Despesas operacionais e financeiras compõem o segundo filtro, informa Victor Maciel. Crescimento acelerado costuma exigir mais estrutura, mais pessoal, mais capital de giro, e esses custos adicionais podem crescer em ritmo mais rápido do que a própria receita, comprimindo a margem final mesmo em um cenário de vendas em alta. Esse tipo de efeito tende a ser mais estudado por profissionais dedicados à gestão financeira e tributária das empresas, já que a origem da compressão de margem frequentemente está ligada a variações em despesas financeiras que consomem parte relevante do resultado operacional sem qualquer relação direta com a eficiência comercial da empresa.

Indicadores que merecem mais atenção do que a receita

Para avaliar a real saúde financeira de uma empresa, gestores precisam olhar além do faturamento, acompanhando indicadores que revelam a qualidade, e não apenas o volume, do crescimento. A margem Ebitda mostra a eficiência operacional da empresa antes de efeitos financeiros e contábeis, revelando se o crescimento de receita está sendo acompanhado por controle de custos, enquanto a composição do mix de vendas ajuda a entender se a receita está sendo construída sobre uma base sólida ou sobre produtos e serviços de menor rentabilidade.

A geração de caixa livre completa esse conjunto de indicadores, já que ela mostra se a operação realmente converte resultado em recursos disponíveis, algo que muitas vezes diverge do lucro contábil apresentado em balanço. Assim, Victor Maciel expressa que acompanhar esses três indicadores em conjunto, em vez de isoladamente, costuma revelar com mais precisão se o crescimento de uma empresa está sendo construído sobre bases sustentáveis.

Custos, disciplina e o que realmente sustenta o resultado

Empresas que conseguem elevar rentabilidade mesmo em cenários de receita estável costumam apresentar um padrão comum: tratam controle de custos e eficiência de mix como parte contínua da gestão, e não como ajuste emergencial acionado apenas quando o resultado já mostra sinais de deterioração. Esse tipo de disciplina financeira permite decisões mais rápidas quando margens começam a ser pressionadas, em vez de reações tardias que já não conseguem reverter o efeito acumulado.

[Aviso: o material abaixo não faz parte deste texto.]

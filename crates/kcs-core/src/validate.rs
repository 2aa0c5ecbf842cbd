//! Field rules for the registration body.
//!
//! Validation is total: every input is classified as either a
//! [`RegisterInput`] or a non-empty list of [`FieldError`]s. All applicable
//! rules run and accumulate before returning; only a non-object body
//! short-circuits.

use std::sync::LazyLock;

use regex::Regex;
use serde::{Deserialize, Serialize};
use serde_json::Value;

use crate::{
  normalize::{NormalizedBody, normalize},
  submission::{FormType, RegisterInput},
};

pub const BIRTH_YEAR_MIN: i32 = 1900;
pub const BIRTH_YEAR_MAX: i32 = 2100;

/// `local@domain.tld`, no whitespace, exactly one `@`.
static EMAIL_RE: LazyLock<Regex> = LazyLock::new(|| {
  Regex::new(r"^[^\s@]+@[^\s@]+\.[^\s@]+$").expect("email pattern compiles")
});

/// One failed rule. `field` is a stable identifier consumed by API clients.
#[derive(Debug, Clone, PartialEq, Eq, Serialize, Deserialize)]
pub struct FieldError {
  pub field:   String,
  pub message: String,
}

impl FieldError {
  pub fn new(field: impl Into<String>, message: impl Into<String>) -> Self {
    Self { field: field.into(), message: message.into() }
  }

  /// The structural error reported for anything that is not a JSON object.
  pub fn not_an_object() -> Self { Self::new("_", "Body must be a JSON object") }
}

pub fn is_email_like(s: &str) -> bool { EMAIL_RE.is_match(s) }

/// Normalize and validate an untrusted request body.
pub fn validate(body: &Value) -> Result<RegisterInput, Vec<FieldError>> {
  let normalized = normalize(body).map_err(|e| vec![e])?;
  validate_normalized(normalized)
}

/// Apply the field rules to an already-normalized body.
pub fn validate_normalized(
  body: NormalizedBody,
) -> Result<RegisterInput, Vec<FieldError>> {
  let mut errors = Vec::new();
  let mut fail = |field: &str, message: &str| {
    errors.push(FieldError::new(field, message));
  };

  let form_type = body
    .form_type
    .as_deref()
    .and_then(|s| s.parse::<FormType>().ok());

  if body.request_id.is_none() {
    fail("request_id", "required");
  }
  if form_type.is_none() {
    fail("form_type", "must be general or beginner");
  }
  if body.lp_id.is_none() {
    fail("lp_id", "required");
  }
  if body.name.is_none() {
    fail("name", "required");
  }
  if body.birth_year.is_none() {
    fail("birth_year", "required");
  }
  if body.tel.is_none() {
    fail("tel", "required");
  }
  match body.email.as_deref() {
    None => fail("email", "required"),
    Some(email) if !is_email_like(email) => fail("email", "invalid format"),
    Some(_) => {}
  }
  if body.positions.is_none() {
    fail("positions", "required");
  }
  if body.landing_path.is_none() {
    fail("landing_path", "required");
  }

  let birth_year = body.birth_year.and_then(birth_year_in_range);
  if body.birth_year.is_some() && birth_year.is_none() {
    fail("birth_year", "out of range");
  }

  if form_type == Some(FormType::Beginner) && body.experience.is_none() {
    fail("experience", "required for beginner");
  }

  // Each `None` below has already produced an error above.
  let (
    Some(request_id),
    Some(form_type),
    Some(lp_id),
    Some(name),
    Some(birth_year),
    Some(tel),
    Some(email),
    Some(positions),
    Some(landing_path),
    true,
  ) = (
    body.request_id,
    form_type,
    body.lp_id,
    body.name,
    birth_year,
    body.tel,
    body.email,
    body.positions,
    body.landing_path,
    errors.is_empty(),
  )
  else {
    return Err(errors);
  };

  Ok(RegisterInput {
    request_id,
    form_type,
    lp_id,
    name,
    birth_year,
    tel,
    email,
    positions,
    qualifications: body.qualifications,
    experience: body.experience,
    utm_source: body.utm_source,
    utm_medium: body.utm_medium,
    utm_campaign: body.utm_campaign,
    utm_content: body.utm_content,
    utm_term: body.utm_term,
    referrer: body.referrer,
    landing_path,
  })
}

/// Whole years in the accepted range; anything else is `None`.
fn birth_year_in_range(n: f64) -> Option<i32> {
  let in_range = n.fract() == 0.0
    && n >= f64::from(BIRTH_YEAR_MIN)
    && n <= f64::from(BIRTH_YEAR_MAX);
  in_range.then_some(n as i32)
}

A atuação de escritórios especializados em gestão financeira e planejamento empresarial, como o Victor Maciel Advogados, tem se voltado a ajudar empresas a construir esse tipo de leitura mais completa sobre o próprio desempenho, evitando que decisões estratégicas sejam tomadas com base apenas na evolução do faturamento. Em um ambiente em que crescer é frequentemente celebrado como sinônimo de sucesso, entender a diferença entre vender mais e lucrar mais se torna um dos exercícios mais relevantes que uma gestão pode desenvolver.